Placement is just as critical as mic choice. First, listen to the kick drum by itself. Get right up on it, and listen to what it sounds like. If the front head has a hole in it, I typically start with the mic sticking in the hole about 1/2, and give it a listen in the PA. If I like what I hear, I’ll leave it. If not, I may move it inside to get more of the snap of the beater on the front head, or outside to get more boom. There aren’t necessarily wrong positions; it all depends on your set up. By the way, I start this exercise with the EQ flat and leave my compressors bypassed. I want to hear what the drum really sounds like. After it sounds good with no FX, then you can work with those tools.
For snare and tom mics, your life will be much easier if you are using rim-clip mic mounts. These give you the ability to put the mics right close to the drums without having stands all over the place. Positioning again starts with listening. If the drums don’t sound good up close, tune them (or have someone tune them).
There are a lot of ways to get your positioning dialed in, but here’s one way to get them in the ballpark. Turn one hand over and place it near the rim of the drum. Use your other hand to flick the drum head (or use a stick). As you hit the drum head, move your other hand around and you’ll feel the hair on the back of your hand vibrate. The place where the “tickling” sensation is the strongest is a good starting point for the mic.
Sometimes you’ll want them low and near the heads, other times, it will sound better with them off the heads just a bit. Always listen first, then adjust. Once you get it sounding good with no EQ, compression or gating, you have a good starting point for great sound. This takes a while if you’re doing it yourself, so it’s good to have someone else help.

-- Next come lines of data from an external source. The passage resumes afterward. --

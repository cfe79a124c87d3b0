//! viewer-transport エラー型

use thiserror::Error;

use crate::SocketRole;

/// ソケットレベルのエラー
///
/// いずれも自動再接続はしない。ログに残して該当接続を終了扱いにする。
#[derive(Debug, Clone, PartialEq, Eq, Error)]
pub enum TransportError {
    /// 閉じたチャンネルへの送信
    #[error("{0} channel is closed")]
    ChannelClosed(SocketRole),
    /// open 前で、今送っても閉じるまでに届かない
    #[error("{0} channel is not open")]
    NotOpen(SocketRole),
    /// ソケットの error イベント
    #[error("{role} socket error: {message}")]
    Socket { role: SocketRole, message: String },
    /// こちらが閉じていないのにソケットが閉じた
    #[error("{role} socket closed unexpectedly (code {code}): {reason}")]
    UnexpectedClose {
        role: SocketRole,
        code: u16,
        reason: String,
    },
}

There are plenty of ways to position a high hat mic, but lately I’ve found myself swinging a boom mic stand over the center of the cymbal and pointing the mic toward the outside rim, away from the snare. This takes advantage of the natural null in the cardioid pattern of the mic to reduce the snare spill into the high hat mic. I prefer the sound of this position, but many like to come in from the outside and get more of the open/close action of the hat. Use what works well for you. Or try something different.

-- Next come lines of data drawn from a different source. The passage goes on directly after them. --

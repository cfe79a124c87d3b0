//! # viewer-wasm
//!
//! wasm-bindgen エクスポート：ブラウザのページからリモート可視化エンジンに
//! 接続するためのプロキシクライアント。
//!
//! ## 使用方法（TypeScript）
//!
//! ```typescript
//! import { ViewerProxy, initPanicHook, initLogging } from './viewer-wasm-pkg/viewer_wasm';
//!
//! // パニック時のスタックトレースとログ出力を有効化（開発時）
//! initPanicHook();
//! initLogging("info");
//!
//! const proxy = new ViewerProxy();
//!
//! // クエリ結果が画像を指したら描画する
//! proxy.setImageSink((id, obj) => renderer.update(id, obj), renderer);
//!
//! // typeName ごとの更新通知
//! proxy.registerCallback("QueryAttributes", (id, obj) => console.log(id, obj), null);
//!
//! // 接続（bootstrap → リダイレクト → セッションヘッダー交換は自動）
//! proxy.connect("viz.example.org", 9000, "secret");
//!
//! // RPC: 制御オブジェクト 0 にフィールドを積んで丸ごと送る
//! proxy.setField(0, "windowId", 1);
//! proxy.setField(0, "RPCType", 91);
//! proxy.invoke(0);
//!
//! // 終了
//! proxy.disconnectClient();
//! ```

use wasm_bindgen::prelude::*;

pub mod client;
pub mod config;
pub mod error;
pub mod logging;
pub mod proxy;

pub use client::{ClientStats, ViewerClient};
pub use config::ClientConfig;
pub use error::ClientError;
pub use proxy::ViewerProxy;

/// パニック時にブラウザコンソールにスタックトレースを出力する
///
/// 開発時に必ず呼び出すこと。本番ビルドでは feature flag で無効化可能。
#[wasm_bindgen(js_name = "initPanicHook")]
pub fn init_panic_hook() {
    #[cfg(feature = "console_error_panic_hook")]
    console_error_panic_hook::set_once();
}

/// tracing のログをブラウザコンソールに出す
///
/// # 引数
/// - `filter`: `EnvFilter` 構文。省略時は `"info"`
#[wasm_bindgen(js_name = "initLogging")]
pub fn init_logging(filter: Option<String>) -> Result<(), JsError> {
    let filter = filter.unwrap_or_else(|| "info".to_string());
    logging::install(&filter).map_err(|e| JsError::new(&format!("Invalid log filter: {}", e)))
}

Many times, you don’t really need overhead mics. If you have a smaller (or really live) room, you may have too much cymbals already. But if not, there are two basic approaches here. One is to take one or two condenser mics and position them a few feet above the kit, on the left and right sides. These act as “whole kit” mics and will pick up all the drums as well as the cymbals. This technique can add some overall sparkle to the whole kit, though you may have to delay your close mics to keep phasing issues to a minimum.

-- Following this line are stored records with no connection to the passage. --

//! RPC ディスパッチャー

use serde_json::Value;
use tracing::debug;
use viewer_mirror::StateMirror;
use viewer_proto::{ObjectId, CONTROL_OBJECT_ID, RPC_TYPE_FIELD};
use viewer_transport::{Channels, SocketRole, TransportError};

use crate::error::RpcError;
use crate::rpc_type;

/// RPC 送信の統計情報
#[derive(Debug, Clone, Default, PartialEq, Eq)]
pub struct RpcStats {
    /// invoke の回数
    pub invocations: u64,
    /// 送信した JSON の総バイト数
    pub bytes_sent: u64,
    /// 最後に送った RPC コード
    pub last_rpc_type: Option<i64>,
}

/// ミラー上のオブジェクトを output 接続へ送る
#[derive(Debug, Default)]
pub struct RpcDispatcher {
    stats: RpcStats,
}

impl RpcDispatcher {
    pub fn new() -> Self {
        Self::default()
    }

    /// StateObject[id] の contents 全体を id / typeName 付きで output に送る
    ///
    /// output が open 前ならチャンネルのバックログに積まれ、open 時に送られる。
    ///
    /// # エラー
    /// - `RpcError::Lookup`: StateObject が無い
    /// - `RpcError::Transport`: output が閉じている
    pub fn invoke(
        &mut self,
        mirror: &StateMirror,
        id: ObjectId,
        channels: &mut Channels,
    ) -> Result<(), RpcError> {
        let text = mirror.to_envelope(id)?;
        let len = text.len() as u64;
        channels.send(SocketRole::Output, text)?;

        self.stats.invocations += 1;
        self.stats.bytes_sent += len;
        debug!(id, bytes = len, "invoked");
        Ok(())
    }

    /// 制御オブジェクトに RPC コードを積んで送る
    pub fn call(
        &mut self,
        mirror: &mut StateMirror,
        rpc_type: i64,
        channels: &mut Channels,
    ) -> Result<(), RpcError> {
        mirror.set_field(CONTROL_OBJECT_ID, RPC_TYPE_FIELD, Value::from(rpc_type))?;
        self.invoke(mirror, CONTROL_OBJECT_ID, channels)?;
        self.stats.last_rpc_type = Some(rpc_type);
        Ok(())
    }

    /// 切り離しコマンドを送る
    ///
    /// ソケットを閉じる前に呼ぶこと。直後に閉じるのでバックログには積まない。
    ///
    /// # エラー
    /// - `RpcError::Transport(TransportError::NotOpen)`: output がまだ open していない
    pub fn disconnect_client(
        &mut self,
        mirror: &mut StateMirror,
        channels: &mut Channels,
    ) -> Result<(), RpcError> {
        if !channels.get(SocketRole::Output).is_open() {
            return Err(TransportError::NotOpen(SocketRole::Output).into());
        }
        self.call(mirror, rpc_type::DETACH, channels)
    }

    pub fn stats(&self) -> RpcStats {
        self.stats.clone()
    }
}

#[cfg(test)]
mod tests {
    use super::*;
    use serde_json::json;
    use viewer_mirror::LookupError;
    use viewer_transport::TransportCommand;

    const RPC_API: &str = r#"{"id":0,"typeName":"ViewerRPC","api":{"RPCType":0,"windowId":1}}"#;

    fn open_channels() -> Channels {
        let mut channels = Channels::new();
        channels.open(SocketRole::Output, "ws://h:9003".into());
        channels.on_open(SocketRole::Output);
        channels.drain_commands();
        channels
    }

    fn sent(channels: &mut Channels) -> Vec<String> {
        channels
            .drain_commands()
            .into_iter()
            .filter_map(|cmd| match cmd {
                TransportCommand::Send {
                    role: SocketRole::Output,
                    text,
                } => Some(text),
                _ => None,
            })
            .collect()
    }

    #[test]
    fn test_call_sends_whole_control_object() {
        let mut mirror = StateMirror::new();
        mirror.ingest(RPC_API).unwrap();
        mirror.set_field(0, "windowId", json!(1)).unwrap();

        let mut channels = open_channels();
        let mut rpc = RpcDispatcher::new();
        rpc.call(&mut mirror, 91, &mut channels).unwrap();

        assert_eq!(
            sent(&mut channels),
            vec![r#"{"id":0,"typeName":"ViewerRPC","contents":{"data":{"0":91,"1":1}}}"#.to_string()]
        );
        let stats = rpc.stats();
        assert_eq!(stats.invocations, 1);
        assert_eq!(stats.last_rpc_type, Some(91));
    }

    #[test]
    fn test_invoke_any_object() {
        let mut mirror = StateMirror::new();
        mirror
            .ingest(r#"{"id":5,"typeName":"View","contents":{"data":{"0":[1,2]}}}"#)
            .unwrap();
        let mut channels = open_channels();
        RpcDispatcher::new().invoke(&mirror, 5, &mut channels).unwrap();
        assert_eq!(
            sent(&mut channels),
            vec![r#"{"id":5,"typeName":"View","contents":{"data":{"0":[1,2]}}}"#.to_string()]
        );
    }

    #[test]
    fn test_call_without_descriptor_fails() {
        let mut mirror = StateMirror::new();
        let mut channels = open_channels();
        let err = RpcDispatcher::new()
            .call(&mut mirror, 91, &mut channels)
            .unwrap_err();
        assert!(matches!(err, RpcError::Lookup(LookupError::NoDescriptor(0))));
        assert!(sent(&mut channels).is_empty());
    }

    #[test]
    fn test_invoke_on_closed_output_fails() {
        let mirror = StateMirror::new();
        let mut channels = open_channels();
        channels.close(SocketRole::Output);
        let err = RpcDispatcher::new()
            .invoke(&mirror, 0, &mut channels)
            .unwrap_err();
        assert!(matches!(
            err,
            RpcError::Transport(TransportError::ChannelClosed(SocketRole::Output))
        ));
    }

    #[test]
    fn test_disconnect_stages_detach_code() {
        let mut mirror = StateMirror::new();
        mirror.ingest(RPC_API).unwrap();
        let mut channels = open_channels();
        RpcDispatcher::new()
            .disconnect_client(&mut mirror, &mut channels)
            .unwrap();
        assert_eq!(
            mirror.get_field(0, RPC_TYPE_FIELD).unwrap(),
            &json!(rpc_type::DETACH)
        );
        assert_eq!(sent(&mut channels).len(), 1);
    }

    #[test]
    fn test_detach_before_output_open_is_refused() {
        let mut mirror = StateMirror::new();
        mirror.ingest(RPC_API).unwrap();
        let mut channels = Channels::new();
        channels.open(SocketRole::Output, "ws://h:9003".into());

        let mut rpc = RpcDispatcher::new();
        let err = rpc.disconnect_client(&mut mirror, &mut channels).unwrap_err();
        assert!(matches!(
            err,
            RpcError::Transport(TransportError::NotOpen(SocketRole::Output))
        ));
        assert_eq!(channels.get(SocketRole::Output).backlog_len(), 0);
        assert_eq!(rpc.stats().invocations, 0);
    }
}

Another approach is to use dynamic mics with a tighter pattern—such as a Heil PR30, my personal favorite—and use them more as cymbal mics. I’ve been doing this lately and really like the results. By minimizing interaction between the drums (mainly the snare) and the cymbal mics, phasing is reduced and I find the whole kit sounds tighter.
Yet another option is under-mic’ing the cymbals. I’m seeing this more on awards shows and concerts as it gets some of the hardware out of the way. I have not personally done this much as I’ve not had the right mounts, but some friends have tried it with good results. This definitely offers more of a cymbal mic sound, which might be just what you’re looking for.
But this is not a right/wrong thing; take the approach that works best for you in your room.